Here’s what it looks like:
* My file
* Some info about My file
* @author RWOverdijk
* @version 0.1.0
* @license MIT
* @uses ./my-dependency.js
* @uses ./my/other/dependency.js
// Code here...
As you can see, it unobtrusively informs the developer about the dependencies being used by this particular file. So using it is really simple: just maintain the dependencies of your file in the annotations, and you’re already doing it.
So, why is it better?
The arguments I’ve presented in my previous blog post still stand. In summary:
- It doesn’t add extra bytes
- It doesn’t force a dependency upon you
- It doesn’t use weird tags, or magic. Just an annotation.
- I adds value to your files.
Like I mentioned earlier, I made quite some improvements to the module. Here are the biggest ones.
It’s not a grunt plugin anymore
The biggest flaw was that it forced you to use gulp. There was no standalone version, or alternative for let’s say gulp.~ Useuses itself is now a standalone module that can be used via the CLI, or programmatically.

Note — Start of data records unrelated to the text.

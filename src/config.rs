//! Configuration for a generation run

use serde::{Deserialize, Serialize};
use std::collections::HashSet;

use crate::error::GenerateError;

/// Configuration for one tree-generation run.
///
/// The engine treats this as read-only: a run never mutates its
/// configuration, so one `GenerateConfig` can back multiple sequential runs.
#[derive(Debug, Clone, Default, Serialize, Deserialize)]
#[serde(default)]
pub struct GenerateConfig {
    /// Case-insensitive filename suffixes to include, e.g. `".py"`.
    /// Empty means all files are included.
    pub included_extensions: Vec<String>,
    /// Directory names (not paths) excluded anywhere in the tree.
    /// A blacklisted directory is pruned entirely; the walk never descends
    /// into it.
    pub blacklisted_folders: HashSet<String>,
    /// File names (not paths) excluded anywhere in the tree.
    pub blacklisted_files: HashSet<String>,
    /// Directory names sorted to the front of their sibling group, in the
    /// order given here.
    pub priority_folders: Vec<String>,
    /// File names sorted to the front of their sibling group, in the order
    /// given here.
    pub priority_files: Vec<String>,
    /// Maximum content lines rendered per file. 0 means unlimited.
    pub max_lines_per_file: usize,
    /// Maximum characters rendered per content line. 0 means unlimited.
    pub max_line_length: usize,
    /// Structure-only output, suppressing file contents.
    pub compact_view: bool,
}

impl GenerateConfig {
    /// Validate the configuration before a run starts.
    ///
    /// Extension entries must be non-blank and carry a leading dot so that
    /// suffix matching cannot silently match unrelated filename tails
    /// (`"py"` would match `"happy"`).
    pub fn validate(&self) -> Result<(), GenerateError> {
        for ext in &self.included_extensions {
            if ext.trim().is_empty() {
                return Err(GenerateError::InvalidConfig(
                    "blank entry in included extensions".to_string(),
                ));
            }
            if !ext.starts_with('.') {
                return Err(GenerateError::InvalidConfig(format!(
                    "extension '{}' must start with '.'",
                    ext
                )));
            }
        }
        Ok(())
    }
}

This means it can be used in grunt, gulp, or any environment for that matter.
I’ve made improvements in the file searches, sorting of dependencies and making sure there aren’t any duplicates. These improvements have made this module a lot faster.
The module does its job by utilising streams now, not buffering the entire file, for every file. This means that its memory footprint is a lot smaller.